▸ **PROVIDED DATA**
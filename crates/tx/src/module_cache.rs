//! Compiled contract module cache.
//!
//! The cache is an owned resource shared across ledgers and passed by
//! reference to the sandbox. Lifecycle is driven by apply-thread callbacks:
//! code uploads add modules, contract-code evictions remove them, and a
//! rebuild runs when the tracked contents drift from the live code set.
//! Background compilation happens on a worker pool bounded by config; the
//! pool joins before apply finishes and never mutates apply-visible state.

use std::sync::atomic::{AtomicU64, Ordering};
use std::sync::Arc;

use cinder_common::Hash256;
use dashmap::DashMap;

/// Handle to one compiled module. The compiled artifact itself lives inside
/// the sandbox; this core tracks identity and size for cache accounting.
#[derive(Debug, Clone, PartialEq, Eq)]
pub struct CompiledModule {
    pub code_hash: Hash256,
    pub code_size_bytes: u32,
}

/// Shared cache of compiled contract modules, keyed by code hash.
#[derive(Debug, Default)]
pub struct ModuleCache {
    modules: DashMap<Hash256, Arc<CompiledModule>>,
    total_code_bytes: AtomicU64,
}

impl ModuleCache {
    pub fn new() -> Self {
        Self::default()
    }

    /// Whether a module is cached.
    pub fn contains(&self, code_hash: &Hash256) -> bool {
        self.modules.contains_key(code_hash)
    }

    /// Look up a cached module.
    pub fn get(&self, code_hash: &Hash256) -> Option<Arc<CompiledModule>> {
        self.modules.get(code_hash).map(|m| Arc::clone(m.value()))
    }

    /// Add a compiled module. Replaces any previous module for the hash.
    pub fn add(&self, code_hash: Hash256, code_size_bytes: u32) {
        let module = Arc::new(CompiledModule {
            code_hash,
            code_size_bytes,
        });
        if let Some(old) = self.modules.insert(code_hash, module) {
            self.total_code_bytes
                .fetch_sub(old.code_size_bytes as u64, Ordering::Relaxed);
        }
        self.total_code_bytes
            .fetch_add(code_size_bytes as u64, Ordering::Relaxed);
    }

    /// Targeted removal, called when a contract-code entry is evicted.
    pub fn evict(&self, code_hash: &Hash256) {
        if let Some((_, old)) = self.modules.remove(code_hash) {
            self.total_code_bytes
                .fetch_sub(old.code_size_bytes as u64, Ordering::Relaxed);
            tracing::debug!(code_hash = %code_hash, "evicted module from cache");
        }
    }

    /// Number of cached modules.
    pub fn len(&self) -> usize {
        self.modules.len()
    }

    /// Whether the cache is empty.
    pub fn is_empty(&self) -> bool {
        self.modules.is_empty()
    }

    /// Total code bytes tracked by the cache.
    pub fn total_code_bytes(&self) -> u64 {
        self.total_code_bytes.load(Ordering::Relaxed)
    }

    /// Size heuristic: the cache should be rebuilt when it holds more than
    /// twice the live code set, which indicates accumulated fragmentation
    /// from replaced uploads.
    pub fn needs_rebuild(&self, live_code_bytes: u64) -> bool {
        self.total_code_bytes() > live_code_bytes.saturating_mul(2)
    }

    /// Drop everything and recompile from the given live code set on the
    /// calling thread.
    pub fn rebuild<I>(&self, live_code: I)
    where
        I: IntoIterator<Item = (Hash256, u32)>,
    {
        self.modules.clear();
        self.total_code_bytes.store(0, Ordering::Relaxed);
        for (hash, size) in live_code {
            self.add(hash, size);
        }
        tracing::info!(
            modules = self.len(),
            bytes = self.total_code_bytes(),
            "rebuilt module cache"
        );
    }
}

/// Bounded worker pool for background module compilation.
///
/// Work is split across at most `threads` workers; `run` blocks until every
/// worker has joined, so compiled modules are visible before apply continues.
pub struct CompilePool {
    threads: usize,
}

impl CompilePool {
    pub fn new(threads: usize) -> Self {
        Self {
            threads: threads.max(1),
        }
    }

    /// Compile the given code set into the cache and join.
    pub fn run(&self, cache: &Arc<ModuleCache>, code: Vec<(Hash256, u32)>) {
        if code.is_empty() {
            return;
        }
        let chunk_size = code.len().div_ceil(self.threads);
        let mut handles = Vec::new();
        for chunk in code.chunks(chunk_size) {
            let cache = Arc::clone(cache);
            let chunk = chunk.to_vec();
            handles.push(std::thread::spawn(move || {
                for (hash, size) in chunk {
                    cache.add(hash, size);
                }
            }));
        }
        for handle in handles {
            if handle.join().is_err() {
                tracing::error!("module compilation worker panicked");
            }
        }
    }
}
//! Operations and the apply dispatch.
//!
//! Operations are a tagged enum over the contract ops (invoke, restore,
//! extend-TTL) and the classic ops that share the same overlay. Each op
//! struct implements [`OpBehavior`]; the enum dispatches. Shared behavior
//! is plain functions.

pub mod classic;
pub mod extend_ttl;
pub mod invoke;
pub mod restore;

use cinder_common::{ContractConfig, Hash256};
use cinder_model::{codec, AccountId, ContractId, EntryKey, Val};
use cinder_state::Overlay;

use crate::events::DiagnosticEventBuffer;
use crate::fee::RefundableFeeTracker;
use crate::module_cache::ModuleCache;
use crate::result::{OpApplied, OpResult};
use crate::sandbox::ContractSandbox;
use crate::Result;

pub use classic::ManageDataOp;
pub use extend_ttl::ExtendFootprintTtlOp;
pub use invoke::InvokeContractOp;
pub use restore::RestoreFootprintOp;

/// Declared read-only and read-write key sets of a contract operation.
#[derive(Debug, Clone, Default, PartialEq, Eq)]
pub struct Footprint {
    pub read_only: Vec<EntryKey>,
    pub read_write: Vec<EntryKey>,
}

/// Per-operation resource declaration from the transaction.
#[derive(Debug, Clone, Copy, Default, PartialEq, Eq)]
pub struct DeclaredResources {
    pub instructions: u64,
    pub disk_read_bytes: u32,
    pub write_bytes: u32,
}

/// Resource declaration extension.
#[derive(Debug, Clone, Default, PartialEq, Eq)]
pub enum ResourceExt {
    /// No extension.
    #[default]
    V0,
    /// Autorestore: indices into the read-write footprint naming entries the
    /// submitter knows to be archived.
    V1 { archived_indices: Vec<u32> },
}

impl ResourceExt {
    /// Bitmap over the read-write footprint marking autorestore entries.
    /// Empty when no entries are marked.
    pub fn autorestore_bitmap(&self, read_write_len: usize) -> Vec<bool> {
        match self {
            ResourceExt::V0 => Vec::new(),
            ResourceExt::V1 { archived_indices } => {
                if archived_indices.is_empty() {
                    return Vec::new();
                }
                let mut bitmap = vec![false; read_write_len];
                for &index in archived_indices {
                    if let Some(slot) = bitmap.get_mut(index as usize) {
                        *slot = true;
                    }
                }
                bitmap
            }
        }
    }

    /// Whether any autorestore index is out of range for the footprint.
    pub fn has_out_of_range_index(&self, read_write_len: usize) -> bool {
        match self {
            ResourceExt::V0 => false,
            ResourceExt::V1 { archived_indices } => archived_indices
                .iter()
                .any(|&i| i as usize >= read_write_len),
        }
    }
}

/// The host function payload of an invoke operation.
#[derive(Debug, Clone, PartialEq, Eq)]
pub enum HostFunction {
    /// Call a function on a deployed contract.
    InvokeContract {
        contract: ContractId,
        function: String,
        args: Vec<Val>,
    },
    /// Deploy a contract from uploaded code.
    CreateContract {
        code_hash: Hash256,
        salt: Hash256,
    },
    /// Upload contract code.
    UploadWasm(Vec<u8>),
}

/// Signature threshold class of an operation.
#[derive(Debug, Clone, Copy, PartialEq, Eq)]
pub enum ThresholdLevel {
    Low,
    Medium,
    High,
}

/// Environment an operation applies in.
///
/// The overlay carries the ledger position and the archive snapshot; the
/// rest is per-ledger context owned by the ledger manager.
pub struct ApplyContext<'a> {
    pub overlay: &'a mut Overlay,
    pub config: &'a ContractConfig,
    pub sandbox: &'a dyn ContractSandbox,
    pub module_cache: &'a ModuleCache,
    pub refundable: &'a mut RefundableFeeTracker,
    pub diagnostics: &'a mut DiagnosticEventBuffer,
    pub base_prng_seed: [u8; 32],
    pub network_id: Hash256,
    pub close_time: u64,
    pub base_reserve: u32,
}

/// Behavior shared by every operation kind.
pub trait OpBehavior {
    /// Static validation against config and protocol version. `Err` carries
    /// the op result to record; valid ops return `Ok(())`.
    fn check_valid(
        &self,
        config: &ContractConfig,
        protocol_version: u32,
        diagnostics: &mut DiagnosticEventBuffer,
    ) -> std::result::Result<(), OpResult>;

    /// Apply against the overlay. Op-level failures come back as a non-success
    /// [`OpApplied`]; only structural violations return `Err`.
    fn apply(&self, ctx: &mut ApplyContext<'_>) -> Result<OpApplied>;

    /// Signature threshold class.
    fn threshold_level(&self) -> ThresholdLevel;

    /// Whether this is a contract (footprint-carrying) operation.
    fn is_contract_op(&self) -> bool;
}

/// A ledger operation.
#[derive(Debug, Clone, PartialEq, Eq)]
pub enum Operation {
    Invoke(InvokeContractOp),
    RestoreFootprint(RestoreFootprintOp),
    ExtendFootprintTtl(ExtendFootprintTtlOp),
    Classic(ManageDataOp),
}

impl Operation {
    fn behavior(&self) -> &dyn OpBehavior {
        match self {
            Operation::Invoke(op) => op,
            Operation::RestoreFootprint(op) => op,
            Operation::ExtendFootprintTtl(op) => op,
            Operation::Classic(op) => op,
        }
    }

    pub fn check_valid(
        &self,
        config: &ContractConfig,
        protocol_version: u32,
        diagnostics: &mut DiagnosticEventBuffer,
    ) -> std::result::Result<(), OpResult> {
        self.behavior().check_valid(config, protocol_version, diagnostics)
    }

    pub fn apply(&self, ctx: &mut ApplyContext<'_>) -> Result<OpApplied> {
        self.behavior().apply(ctx)
    }

    pub fn threshold_level(&self) -> ThresholdLevel {
        self.behavior().threshold_level()
    }

    pub fn is_contract_op(&self) -> bool {
        self.behavior().is_contract_op()
    }

    /// The source account of the operation.
    pub fn source(&self) -> &AccountId {
        match self {
            Operation::Invoke(op) => &op.source,
            Operation::RestoreFootprint(op) => &op.source,
            Operation::ExtendFootprintTtl(op) => &op.source,
            Operation::Classic(op) => &op.source,
        }
    }
}

/// Validate a contract entry against the configured size limits.
///
/// Pushes a diagnostic and returns false for oversize code or data entries;
/// classic and TTL entries always pass.
pub(crate) fn validate_contract_ledger_entry(
    key: &EntryKey,
    entry_size: u32,
    config: &ContractConfig,
    diagnostics: &mut DiagnosticEventBuffer,
) -> bool {
    match key {
        EntryKey::ContractCode { .. } => {
            if entry_size > config.max_contract_size_bytes {
                diagnostics.push_error(
                    "contract code entry exceeds network config maximum size",
                    vec![
                        Val::U64(entry_size as u64),
                        Val::U64(config.max_contract_size_bytes as u64),
                    ],
                );
                return false;
            }
            true
        }
        EntryKey::ContractData { .. } => {
            if entry_size > config.max_contract_data_entry_size_bytes {
                diagnostics.push_error(
                    "contract data entry exceeds network config maximum size",
                    vec![
                        Val::U64(entry_size as u64),
                        Val::U64(config.max_contract_data_entry_size_bytes as u64),
                    ],
                );
                return false;
            }
            true
        }
        _ => true,
    }
}

/// Diagnostic detail values describing a key, used by archived-entry errors.
pub(crate) fn key_diagnostic_details(key: &EntryKey) -> Vec<Val> {
    match key {
        EntryKey::ContractCode { hash } => vec![Val::bytes(hash.as_bytes().to_vec())],
        EntryKey::ContractData { contract, key, .. } => {
            vec![Val::bytes(contract.0.as_bytes().to_vec()), key.clone()]
        }
        other => vec![Val::bytes(codec::encode_key(other))],
    }
}
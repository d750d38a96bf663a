//! Refundable fee tracking.
//!
//! Each transaction reserves a refundable budget covering rent fees and
//! emitted event bytes. Operations draw from it as they apply; the unused
//! remainder refunds to the submitter. TTL entry writes are charged here
//! rather than against the declared write-bytes budget.

use cinder_common::config::RentFeeConfig;
use cinder_model::Val;

use crate::events::DiagnosticEventBuffer;

/// Tracks consumption of a transaction's refundable fee budget.
#[derive(Debug, Clone)]
pub struct RefundableFeeTracker {
    available: i64,
    consumed_rent_fee: i64,
    consumed_event_fee: i64,
}

impl RefundableFeeTracker {
    pub fn new(refundable_fee: i64) -> Self {
        Self {
            available: refundable_fee,
            consumed_rent_fee: 0,
            consumed_event_fee: 0,
        }
    }

    /// Fee charged for a number of emitted event bytes.
    fn event_fee(event_bytes: u32, config: &RentFeeConfig) -> i64 {
        // ceil(bytes * fee_per_1kb / 1024)
        let numerator = event_bytes as i64 * config.fee_per_contract_event_1kb;
        (numerator + 1023) / 1024
    }

    /// Charge event bytes and a rent fee against the remaining budget.
    ///
    /// Returns false (and pushes a diagnostic) without consuming anything if
    /// the budget cannot cover the charge.
    pub fn consume_refundable_resources(
        &mut self,
        event_bytes: u32,
        rent_fee: i64,
        config: &RentFeeConfig,
        diagnostics: &mut DiagnosticEventBuffer,
    ) -> bool {
        let event_fee = Self::event_fee(event_bytes, config);
        let charge = event_fee.saturating_add(rent_fee);
        if charge > self.remaining() {
            diagnostics.push_error(
                "refundable resource fee exceeds remaining refundable fee",
                vec![
                    Val::I64(charge),
                    Val::I64(self.remaining()),
                ],
            );
            return false;
        }
        self.consumed_event_fee += event_fee;
        self.consumed_rent_fee += rent_fee;
        true
    }

    /// Total consumed so far.
    pub fn consumed(&self) -> i64 {
        self.consumed_rent_fee + self.consumed_event_fee
    }

    /// Rent portion of the consumption.
    pub fn consumed_rent_fee(&self) -> i64 {
        self.consumed_rent_fee
    }

    /// Remaining refundable budget.
    pub fn remaining(&self) -> i64 {
        self.available - self.consumed()
    }
}
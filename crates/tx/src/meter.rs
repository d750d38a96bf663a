//! Resource metering for contract operations.
//!
//! The meter accumulates per-operation counters and checks them against the
//! budgets declared by the transaction and the network configuration. A
//! check fails the first time a counter would exceed its budget; the caller
//! pushes the matching diagnostic and maps the breach to the op result.

use cinder_common::ContractConfig;

use crate::operations::DeclaredResources;

/// A counter that exceeded its budget.
#[derive(Debug, Clone, Copy, PartialEq, Eq)]
pub struct LimitBreach {
    /// Name of the breached counter, as surfaced in diagnostics.
    pub counter: &'static str,
    /// Observed value.
    pub value: u64,
    /// The budget it exceeded.
    pub limit: u64,
}

/// Per-operation resource counters.
#[derive(Debug, Default, Clone)]
pub struct ResourceMeter {
    pub read_entries: u32,
    pub write_entries: u32,

    pub read_key_bytes: u32,
    pub write_key_bytes: u32,

    pub disk_read_bytes: u32,
    pub ledger_write_bytes: u32,

    pub read_data_bytes: u32,
    pub write_data_bytes: u32,
    pub read_code_bytes: u32,
    pub write_code_bytes: u32,

    pub emit_events: u32,
    pub emit_event_bytes: u32,

    pub cpu_insns: u64,
    pub mem_bytes: u64,
    pub time_nsecs: u64,
    pub declared_cpu_insns: u64,

    pub rent_fee_consumed: i64,

    // max single entity observations
    pub max_rw_key_bytes: u32,
    pub max_rw_data_bytes: u32,
    pub max_rw_code_bytes: u32,
    pub max_emit_event_bytes: u32,
}

impl ResourceMeter {
    pub fn new(declared_cpu_insns: u64) -> Self {
        Self {
            declared_cpu_insns,
            ..Self::default()
        }
    }

    /// Record a disk read of one entry.
    pub fn note_disk_read_entry(&mut self, is_code_entry: bool, key_size: u32, entry_size: u32) {
        self.read_entries += 1;
        self.read_key_bytes += key_size;
        self.max_rw_key_bytes = self.max_rw_key_bytes.max(key_size);
        self.disk_read_bytes += entry_size;
        if is_code_entry {
            self.read_code_bytes += entry_size;
            self.max_rw_code_bytes = self.max_rw_code_bytes.max(entry_size);
        } else {
            self.read_data_bytes += entry_size;
            self.max_rw_data_bytes = self.max_rw_data_bytes.max(entry_size);
        }
    }

    /// Record a read served from the in-memory contract-state tier: counted
    /// as a read entry but not as disk bytes.
    pub fn note_in_memory_read_entry(&mut self) {
        self.read_entries += 1;
    }

    /// Record a write of one entry.
    pub fn note_write_entry(&mut self, is_code_entry: bool, key_size: u32, entry_size: u32) {
        self.write_entries += 1;
        self.write_key_bytes += key_size;
        self.max_rw_key_bytes = self.max_rw_key_bytes.max(key_size);
        self.ledger_write_bytes += entry_size;
        if is_code_entry {
            self.write_code_bytes += entry_size;
            self.max_rw_code_bytes = self.max_rw_code_bytes.max(entry_size);
        } else {
            self.write_data_bytes += entry_size;
            self.max_rw_data_bytes = self.max_rw_data_bytes.max(entry_size);
        }
    }

    /// Record one emitted contract event.
    pub fn note_event(&mut self, event_size: u32) {
        self.emit_events += 1;
        self.emit_event_bytes += event_size;
        self.max_emit_event_bytes = self.max_emit_event_bytes.max(event_size);
    }

    /// Count the return value against the event-bytes budget.
    pub fn note_return_value(&mut self, size: u32) {
        self.emit_event_bytes += size;
    }

    /// Check accumulated disk reads against the declared budget.
    pub fn check_disk_read(&self, resources: &DeclaredResources) -> Result<(), LimitBreach> {
        check(
            "disk_read_bytes",
            self.disk_read_bytes as u64,
            resources.disk_read_bytes as u64,
        )
    }

    /// Check accumulated writes against the declared budget.
    pub fn check_write(&self, resources: &DeclaredResources) -> Result<(), LimitBreach> {
        check(
            "write_bytes",
            self.ledger_write_bytes as u64,
            resources.write_bytes as u64,
        )
    }

    /// Check accumulated event bytes against the network limit.
    pub fn check_event_bytes(&self, config: &ContractConfig) -> Result<(), LimitBreach> {
        check(
            "emit_event_bytes",
            self.emit_event_bytes as u64,
            config.tx_max_contract_events_size_bytes as u64,
        )
    }

    /// Check sandbox-reported instructions against the declared budget.
    pub fn check_cpu(&self, resources: &DeclaredResources) -> Result<(), LimitBreach> {
        check("cpu_insns", self.cpu_insns, resources.instructions)
    }

    /// Check sandbox-reported memory against the network limit.
    pub fn check_mem(&self, config: &ContractConfig) -> Result<(), LimitBreach> {
        check("mem_bytes", self.mem_bytes, config.tx_memory_limit)
    }
}

fn check(counter: &'static str, value: u64, limit: u64) -> Result<(), LimitBreach> {
    if value > limit {
        Err(LimitBreach {
            counter,
            value,
            limit,
        })
    } else {
        Ok(())
    }
}

#[cfg(test)]
mod tests {
    use super::*;

    fn resources(disk_read: u32, write: u32) -> DeclaredResources {
        DeclaredResources {
            instructions: 1_000,
            disk_read_bytes: disk_read,
            write_bytes: write,
        }
    }

    #[test]
    fn test_disk_read_accumulates_and_breaches() {
        let mut meter = ResourceMeter::new(1_000);
        meter.note_disk_read_entry(false, 10, 60);
        assert!(meter.check_disk_read(&resources(100, 100)).is_ok());

        meter.note_disk_read_entry(true, 10, 60);
        let breach = meter.check_disk_read(&resources(100, 100)).unwrap_err();
        assert_eq!(breach.counter, "disk_read_bytes");
        assert_eq!(breach.value, 120);
        assert_eq!(breach.limit, 100);

        // Code and data bytes tracked separately
        assert_eq!(meter.read_data_bytes, 60);
        assert_eq!(meter.read_code_bytes, 60);
        assert_eq!(meter.read_entries, 2);
    }

    #[test]
    fn test_in_memory_reads_do_not_meter_disk() {
        let mut meter = ResourceMeter::new(1_000);
        meter.note_in_memory_read_entry();
        meter.note_in_memory_read_entry();
        assert_eq!(meter.read_entries, 2);
        assert_eq!(meter.disk_read_bytes, 0);
        assert!(meter.check_disk_read(&resources(0, 0)).is_ok());
    }

    #[test]
    fn test_write_breach_is_exact_at_boundary() {
        let mut meter = ResourceMeter::new(1_000);
        meter.note_write_entry(false, 4, 100);
        // Exactly at the limit is allowed
        assert!(meter.check_write(&resources(0, 100)).is_ok());
        meter.note_write_entry(false, 4, 1);
        assert!(meter.check_write(&resources(0, 100)).is_err());
    }

    #[test]
    fn test_event_bytes_include_return_value() {
        let config = ContractConfig {
            tx_max_contract_events_size_bytes: 50,
            ..ContractConfig::default()
        };
        let mut meter = ResourceMeter::new(1_000);
        meter.note_event(30);
        assert!(meter.check_event_bytes(&config).is_ok());
        meter.note_return_value(25);
        let breach = meter.check_event_bytes(&config).unwrap_err();
        assert_eq!(breach.counter, "emit_event_bytes");
        assert_eq!(breach.value, 55);
    }

    #[test]
    fn test_max_observations() {
        let mut meter = ResourceMeter::new(1_000);
        meter.note_write_entry(false, 8, 100);
        meter.note_write_entry(false, 16, 40);
        meter.note_event(7);
        meter.note_event(3);
        assert_eq!(meter.max_rw_key_bytes, 16);
        assert_eq!(meter.max_rw_data_bytes, 100);
        assert_eq!(meter.max_emit_event_bytes, 7);
    }

    #[test]
    fn test_cpu_and_mem_checks() {
        let config = ContractConfig {
            tx_memory_limit: 500,
            ..ContractConfig::default()
        };
        let mut meter = ResourceMeter::new(100);
        meter.cpu_insns = 200;
        assert!(meter
            .check_cpu(&DeclaredResources {
                instructions: 100,
                disk_read_bytes: 0,
                write_bytes: 0
            })
            .is_err());
        meter.mem_bytes = 501;
        assert!(meter.check_mem(&config).is_err());
    }
}
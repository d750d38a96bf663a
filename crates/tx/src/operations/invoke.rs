//! Contract invocation applier.
//!
//! Assembles the declared footprint into sandbox buffers (restoring archived
//! entries where autorestore allows), invokes the sealed contract engine,
//! ingests the modified entries back into the overlay under the declared
//! budgets, and settles events and refundable fees.

use std::collections::HashSet;

use cinder_common::{
    protocol_version_is_before, protocol_version_starts_from, ContractConfig, Hash256,
    AUTO_RESTORE_PROTOCOL_VERSION, FIRST_PROTOCOL_SUPPORTING_PERSISTENT_EVICTION,
};
use cinder_model::{codec, is_live, AccountId, Entry, EntryKey, TtlEntry};

use crate::events::DiagnosticEventBuffer;
use crate::meter::ResourceMeter;
use crate::operations::{
    key_diagnostic_details, validate_contract_ledger_entry, ApplyContext, DeclaredResources,
    Footprint, HostFunction, OpBehavior, ResourceExt, ThresholdLevel,
};
use crate::result::{InvokeResult, OpApplied, OpResult};
use crate::sandbox::{AuthEntry, InvokeOutput, InvokeParams, LedgerInfo};
use crate::{Result, TxError};

/// Control flow for the apply pipeline: `Err` carries the op result of the
/// first detected failure.
type OpFlow = std::result::Result<(), InvokeResult>;

/// A contract invocation operation.
#[derive(Debug, Clone, PartialEq, Eq)]
pub struct InvokeContractOp {
    pub source: AccountId,
    pub host_function: HostFunction,
    pub auth: Vec<AuthEntry>,
    pub footprint: Footprint,
    pub resources: DeclaredResources,
    pub resource_ext: ResourceExt,
}
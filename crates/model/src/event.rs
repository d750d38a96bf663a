//! Structured contract events.

use serde::{Deserialize, Serialize};

use crate::key::ContractId;
use crate::val::Val;

/// Event classification.
#[derive(Debug, Clone, Copy, PartialEq, Eq, Serialize, Deserialize)]
pub enum EventType {
    /// Emitted by contract code.
    Contract,
    /// Emitted by the host on behalf of the system.
    System,
    /// Diagnostic-only; never part of the success preimage.
    Diagnostic,
}

/// A structured event: a list of typed topics plus a typed body.
#[derive(Debug, Clone, PartialEq, Eq, Serialize, Deserialize)]
pub struct ContractEvent {
    pub event_type: EventType,
    /// The emitting contract, when one is attributable.
    pub contract_id: Option<ContractId>,
    pub topics: Vec<Val>,
    pub data: Val,
}

/// A diagnostic event, tagged with whether the surrounding contract call
/// succeeded.
#[derive(Debug, Clone, PartialEq, Eq, Serialize, Deserialize)]
pub struct DiagnosticEvent {
    pub in_successful_contract_call: bool,
    pub event: ContractEvent,
}

impl DiagnosticEvent {
    /// A `core_metrics` event naming one metered counter and its value.
    pub fn metrics(success: bool, counter: &str, value: u64) -> Self {
        Self {
            in_successful_contract_call: success,
            event: ContractEvent {
                event_type: EventType::Diagnostic,
                contract_id: None,
                topics: vec![Val::symbol("core_metrics"), Val::symbol(counter)],
                data: Val::U64(value),
            },
        }
    }

    /// An error-shaped diagnostic with a message topic and detail values.
    pub fn error(message: &str, details: Vec<Val>) -> Self {
        Self {
            in_successful_contract_call: false,
            event: ContractEvent {
                event_type: EventType::Diagnostic,
                contract_id: None,
                topics: vec![Val::symbol("error"), Val::symbol(message)],
                data: Val::Vec(details),
            },
        }
    }
}
mod bootstrap;
mod health;
mod routes;

use anyhow::Result;
use maitred_core::config::{AppConfig, LoadOptions};

fn init_logging(config: &AppConfig) {
    use maitred_core::config::LogFormat::*;
    use tracing::Level;

    let log_level = config.logging.level.parse::<Level>().unwrap_or(Level::INFO);

    match config.logging.format {
        Compact => {
            tracing_subscriber::fmt().with_target(false).with_max_level(log_level).compact().init();
        }
        Pretty => {
            tracing_subscriber::fmt().with_target(false).with_max_level(log_level).pretty().init();
        }
        Json => {
            tracing_subscriber::fmt().with_target(false).with_max_level(log_level).json().init();
        }
    }
}

#[tokio::main]
async fn main() -> Result<()> {
    run().await
}

pub async fn run() -> Result<()> {
    // Load config and initialize logging before any other operations
    let config = AppConfig::load(LoadOptions::default())?;
    init_logging(&config);

    let app = bootstrap::bootstrap_with_config(config).await?;

    let address = format!("{}:{}", app.config.server.bind_address, app.config.server.port);
    let listener = tokio::net::TcpListener::bind(&address).await?;
    tracing::info!(
        event_name = "system.server.started",
        bind_address = %address,
        static_dir = %app.config.server.static_dir.display(),
        "maitred-server started"
    );

    axum::serve(listener, app.router).with_graceful_shutdown(wait_for_shutdown()).await?;

    tracing::info!(event_name = "system.server.stopping", "maitred-server stopping");
    Ok(())
}

async fn wait_for_shutdown() {
    let _ = tokio::signal::ctrl_c().await;
}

▸ **WHAT IS NEEDED**
What you return should be exactly the lines above, starting at the one with "ApplyContext<'_>) -> Result<OpApplied>;" and ending at the one with "or data entries;", and nothing else.

▸ **TASK RESPONSE**
    fn apply(&self, ctx: &mut ApplyContext<'_>) -> Result<OpApplied>;

    /// Signature threshold class.
    fn threshold_level(&self) -> ThresholdLevel;

    /// Whether this is a contract (footprint-carrying) operation.
    fn is_contract_op(&self) -> bool;
}

/// A ledger operation.
#[derive(Debug, Clone, PartialEq, Eq)]
pub enum Operation {
    Invoke(InvokeContractOp),
    RestoreFootprint(RestoreFootprintOp),
    ExtendFootprintTtl(ExtendFootprintTtlOp),
    Classic(ManageDataOp),
}

impl Operation {
    fn behavior(&self) -> &dyn OpBehavior {
        match self {
            Operation::Invoke(op) => op,
            Operation::RestoreFootprint(op) => op,
            Operation::ExtendFootprintTtl(op) => op,
            Operation::Classic(op) => op,
        }
    }

    pub fn check_valid(
        &self,
        config: &ContractConfig,
        protocol_version: u32,
        diagnostics: &mut DiagnosticEventBuffer,
    ) -> std::result::Result<(), OpResult> {
        self.behavior().check_valid(config, protocol_version, diagnostics)
    }

    pub fn apply(&self, ctx: &mut ApplyContext<'_>) -> Result<OpApplied> {
        self.behavior().apply(ctx)
    }

    pub fn threshold_level(&self) -> ThresholdLevel {
        self.behavior().threshold_level()
    }

    pub fn is_contract_op(&self) -> bool {
        self.behavior().is_contract_op()
    }

    /// The source account of the operation.
    pub fn source(&self) -> &AccountId {
        match self {
            Operation::Invoke(op) => &op.source,
            Operation::RestoreFootprint(op) => &op.source,
            Operation::ExtendFootprintTtl(op) => &op.source,
            Operation::Classic(op) => &op.source,
        }
    }
}

/// Validate a contract entry against the configured size limits.
///
/// Pushes a diagnostic and returns false for oversize code or data entries;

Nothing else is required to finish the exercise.